■ **Exercise**
The response must contain each line of the material that holds "RecordingRenderer".
Start of Task input
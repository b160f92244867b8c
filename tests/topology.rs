// Copyright (c) 2024 Mike Tsao

use float_cmp::approx_eq;
use patchbay::{
    prelude::*,
    testing::{new_recording_patch_bay, RecordingRenderer, RecordingSynthesizer, SynthesizerLog},
};
use std::sync::{Arc, RwLock};

fn channel_of(bay: &PatchBay, uid: Uid) -> ChannelUid {
    bay.node(uid).and_then(|n| n.channel()).unwrap()
}

fn pairs(bay: &PatchBay) -> Vec<(Uid, Uid)> {
    bay.edges().iter().map(|e| (e.from, e.to)).collect()
}

fn mesh_settings() -> PatchBaySettings {
    let mut settings = PatchBaySettings::default();
    settings.set_topology_policy(TopologyPolicy::Mesh);
    settings
}

#[test]
fn lone_instrument_connects_to_master() {
    let (mut bay, synth, _) = new_recording_patch_bay(PatchBaySettings::default());
    let master = bay
        .add_node(NodeSpec::master(), Point::new(100.0, 100.0))
        .unwrap();
    let instrument = bay
        .add_node(
            NodeSpec::instrument(ChannelKind::Synth),
            Point::new(150.0, 200.0),
        )
        .unwrap();

    assert_eq!(
        bay.edges(),
        vec![Edge {
            from: instrument,
            to: master,
            wetness: None
        }]
    );
    assert_eq!(bay.node(instrument).unwrap().connected_to(), Some(master));

    let (src, dst) = (channel_of(&bay, instrument), channel_of(&bay, master));
    let log = synth.read().unwrap();
    assert_eq!(log.connect_count(src, dst), 1);
    assert_eq!(log.connections, vec![(src, dst)]);
}

#[test]
fn reconnecting_the_same_pair_is_a_no_op() {
    let (mut bay, synth, _) = new_recording_patch_bay(PatchBaySettings::default());
    let master = bay
        .add_node(NodeSpec::master(), Point::new(100.0, 100.0))
        .unwrap();
    let instrument = bay
        .add_node(
            NodeSpec::instrument(ChannelKind::Synth),
            Point::new(150.0, 200.0),
        )
        .unwrap();
    for x in [160.0, 170.0, 180.0] {
        assert!(bay.move_node(instrument, Point::new(x, 200.0)).is_ok());
    }
    bay.rebuild_topology();

    let (src, dst) = (channel_of(&bay, instrument), channel_of(&bay, master));
    assert_eq!(
        synth.read().unwrap().connect_count(src, dst),
        1,
        "the channel should have been wired exactly once"
    );
}

#[test]
fn effects_extend_the_tree() {
    let (mut bay, synth, _) = new_recording_patch_bay(PatchBaySettings::default());
    let master = bay
        .add_node(NodeSpec::master(), Point::new(100.0, 100.0))
        .unwrap();
    let chorus = bay
        .add_node(NodeSpec::effect(ChannelKind::Chorus), Point::new(200.0, 100.0))
        .unwrap();
    let instrument = bay
        .add_node(
            NodeSpec::instrument(ChannelKind::Synth),
            Point::new(300.0, 100.0),
        )
        .unwrap();

    assert_eq!(pairs(&bay), vec![(chorus, master), (instrument, chorus)]);
    let edges = bay.edges();
    assert!(approx_eq!(
        f64,
        edges[0].wetness.unwrap().0,
        0.2,
        epsilon = 0.000001
    ));
    assert!(edges[1].wetness.is_none(), "instrument edges carry no wetness");
    assert!(approx_eq!(
        f64,
        synth
            .read()
            .unwrap()
            .last_wet(channel_of(&bay, chorus))
            .unwrap()
            .0,
        0.2,
        epsilon = 0.000001
    ));

    // Now closer to master than to the chorus.
    assert!(bay.move_node(instrument, Point::new(100.0, 180.0)).is_ok());
    assert_eq!(pairs(&bay), vec![(chorus, master), (instrument, master)]);

    let log = synth.read().unwrap();
    let (i, c, m) = (
        channel_of(&bay, instrument),
        channel_of(&bay, chorus),
        channel_of(&bay, master),
    );
    assert!(log.connections.contains(&(i, m)));
    assert!(
        !log.connections.contains(&(i, c)),
        "the old edge should have been unwired before the new one"
    );
}

#[test]
fn moving_an_effect_updates_its_wetness() {
    let (mut bay, synth, _) = new_recording_patch_bay(PatchBaySettings::default());
    bay.add_node(NodeSpec::master(), Point::new(0.0, 0.0))
        .unwrap();
    let chorus = bay
        .add_node(NodeSpec::effect(ChannelKind::Chorus), Point::new(20.0, 0.0))
        .unwrap();
    let channel = channel_of(&bay, chorus);
    assert_eq!(
        synth.read().unwrap().last_wet(channel),
        Some(Normal::maximum()),
        "close coupling is fully wet"
    );

    assert!(bay.move_node(chorus, Point::new(200.0, 0.0)).is_ok());
    assert!(approx_eq!(
        f64,
        synth.read().unwrap().last_wet(channel).unwrap().0,
        0.05,
        epsilon = 0.000001
    ));
}

#[test]
fn effect_without_a_channel_is_skipped() {
    let synth = Arc::new(RwLock::new(SynthesizerLog::default()));
    let mut bay = PatchBay::new_with(
        PatchBaySettings::default(),
        Box::new(
            RecordingSynthesizer::new_with(Arc::clone(&synth)).withholding(ChannelKind::Chorus),
        ),
        Box::new(RecordingRenderer::default()),
    );
    let master = bay
        .add_node(NodeSpec::master(), Point::new(100.0, 100.0))
        .unwrap();
    let chorus = bay
        .add_node(NodeSpec::effect(ChannelKind::Chorus), Point::new(200.0, 100.0))
        .unwrap();
    let instrument = bay
        .add_node(
            NodeSpec::instrument(ChannelKind::Synth),
            Point::new(300.0, 100.0),
        )
        .unwrap();

    assert!(bay.node(chorus).unwrap().channel().is_none());
    assert!(bay.node(chorus).unwrap().connected_to().is_none());
    assert_eq!(
        pairs(&bay),
        vec![(instrument, master)],
        "an unconnected effect can't be a target"
    );
}

#[test]
fn no_master_means_no_edges() {
    let (mut bay, _, _) = new_recording_patch_bay(PatchBaySettings::default());
    let instrument = bay
        .add_node(
            NodeSpec::instrument(ChannelKind::Synth),
            Point::new(150.0, 200.0),
        )
        .unwrap();
    assert!(bay.edges().is_empty());

    let master = bay
        .add_node(NodeSpec::master(), Point::new(100.0, 100.0))
        .unwrap();
    assert_eq!(pairs(&bay), vec![(instrument, master)]);
}

#[test]
fn only_one_master() {
    let (mut bay, synth, _) = new_recording_patch_bay(PatchBaySettings::default());
    let master = bay.add_node(NodeSpec::master(), Point::default()).unwrap();
    let channels_before = synth.read().unwrap().live_channels.len();
    let e = bay
        .add_node(NodeSpec::master(), Point::new(5.0, 5.0))
        .unwrap_err();
    assert_eq!(
        e.downcast_ref::<PatchBayError>(),
        Some(&PatchBayError::DuplicateMaster(master))
    );
    assert_eq!(bay.nodes().len(), 1);
    assert_eq!(
        synth.read().unwrap().live_channels.len(),
        channels_before,
        "a rejected node shouldn't leave a channel behind"
    );
}

#[test]
fn mesh_toggles_effect_sends() {
    let (mut bay, synth, _) = new_recording_patch_bay(mesh_settings());
    let master = bay
        .add_node(NodeSpec::master(), Point::new(100.0, 100.0))
        .unwrap();
    let instrument = bay
        .add_node(
            NodeSpec::instrument(ChannelKind::Synth),
            Point::new(300.0, 300.0),
        )
        .unwrap();
    let chorus = bay
        .add_node(NodeSpec::effect(ChannelKind::Chorus), Point::new(600.0, 600.0))
        .unwrap();
    assert_eq!(
        pairs(&bay),
        vec![(instrument, master), (chorus, master)],
        "out of reach, the instrument goes straight to master"
    );

    // Reach is range 100 plus grip 25.
    assert!(bay.move_node(chorus, Point::new(350.0, 300.0)).is_ok());
    assert_eq!(pairs(&bay), vec![(instrument, chorus), (chorus, master)]);
    let edges = bay.edges();
    assert!(approx_eq!(
        f64,
        edges[0].wetness.unwrap().0,
        0.8,
        epsilon = 0.000001
    ));

    let (i, c, m) = (
        channel_of(&bay, instrument),
        channel_of(&bay, chorus),
        channel_of(&bay, master),
    );
    {
        let log = synth.read().unwrap();
        assert!(log.connections.contains(&(i, c)));
        assert!(!log.connections.contains(&(i, m)));
        assert!(approx_eq!(
            f64,
            log.last_wet(c).unwrap().0,
            0.8,
            epsilon = 0.000001
        ));
    }

    // Still in reach: no second connect.
    assert!(bay.move_node(chorus, Point::new(340.0, 300.0)).is_ok());
    assert_eq!(synth.read().unwrap().connect_count(i, c), 1);

    // A second effect in reach fans out in parallel.
    let crusher = bay
        .add_node(
            NodeSpec::effect(ChannelKind::BitCrusher { bits: 4 }),
            Point::new(300.0, 340.0),
        )
        .unwrap();
    assert_eq!(
        bay.node(instrument).unwrap().connected_effects(),
        &[chorus, crusher]
    );
    assert!(bay.node(instrument).unwrap().connected_to().is_none());

    // Walking away drops both sends and falls back to master.
    assert!(bay.move_node(instrument, Point::new(1000.0, 1000.0)).is_ok());
    assert!(bay.node(instrument).unwrap().connected_effects().is_empty());
    assert_eq!(
        pairs(&bay),
        vec![(instrument, master), (chorus, master), (crusher, master)]
    );
    let log = synth.read().unwrap();
    assert!(log.connections.contains(&(i, m)));
    assert!(!log.connections.contains(&(i, c)));
}

#[test]
fn mesh_moves_of_other_kinds_change_nothing() {
    let (mut bay, synth, _) = new_recording_patch_bay(mesh_settings());
    bay.add_node(NodeSpec::master(), Point::new(100.0, 100.0))
        .unwrap();
    bay.add_node(
        NodeSpec::instrument(ChannelKind::Synth),
        Point::new(300.0, 300.0),
    )
    .unwrap();
    let metronome = bay
        .add_node(
            NodeSpec::metronome(Subdivision::Quarter),
            Point::new(0.0, 0.0),
        )
        .unwrap();
    let before = synth.read().unwrap().calls.len();
    assert!(bay.move_node(metronome, Point::new(310.0, 300.0)).is_ok());
    assert_eq!(synth.read().unwrap().calls.len(), before);
}

#[test]
fn switching_policies_rebuilds_from_scratch() {
    let (mut bay, synth, _) = new_recording_patch_bay(PatchBaySettings::default());
    let master = bay
        .add_node(NodeSpec::master(), Point::new(100.0, 100.0))
        .unwrap();
    let chorus = bay
        .add_node(NodeSpec::effect(ChannelKind::Chorus), Point::new(200.0, 100.0))
        .unwrap();
    let instrument = bay
        .add_node(
            NodeSpec::instrument(ChannelKind::Synth),
            Point::new(300.0, 100.0),
        )
        .unwrap();
    assert_eq!(pairs(&bay), vec![(chorus, master), (instrument, chorus)]);

    bay.set_topology_policy(TopologyPolicy::Mesh);
    assert_eq!(bay.settings().topology_policy(), TopologyPolicy::Mesh);
    let edges = bay.edges();
    assert_eq!(pairs(&bay), vec![(chorus, master), (instrument, chorus)]);
    assert!(edges[0].wetness.is_none());
    assert!(approx_eq!(
        f64,
        edges[1].wetness.unwrap().0,
        0.2,
        epsilon = 0.000001
    ));

    // Mesh updates now follow role-specific moves.
    assert!(bay.move_node(instrument, Point::new(900.0, 900.0)).is_ok());
    assert_eq!(pairs(&bay), vec![(chorus, master), (instrument, master)]);

    // From (900, 900) the chorus is a little nearer than master.
    bay.set_topology_policy(TopologyPolicy::Tree);
    assert_eq!(pairs(&bay), vec![(chorus, master), (instrument, chorus)]);
    let log = synth.read().unwrap();
    let i = channel_of(&bay, instrument);
    assert_eq!(
        log.connections.iter().filter(|(src, _)| *src == i).count(),
        1,
        "the instrument should have exactly one live route"
    );
}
End of Task input
■ **Output of the task**
    testing::{new_recording_patch_bay, RecordingRenderer, RecordingSynthesizer, SynthesizerLog},
        Box::new(RecordingRenderer::default()),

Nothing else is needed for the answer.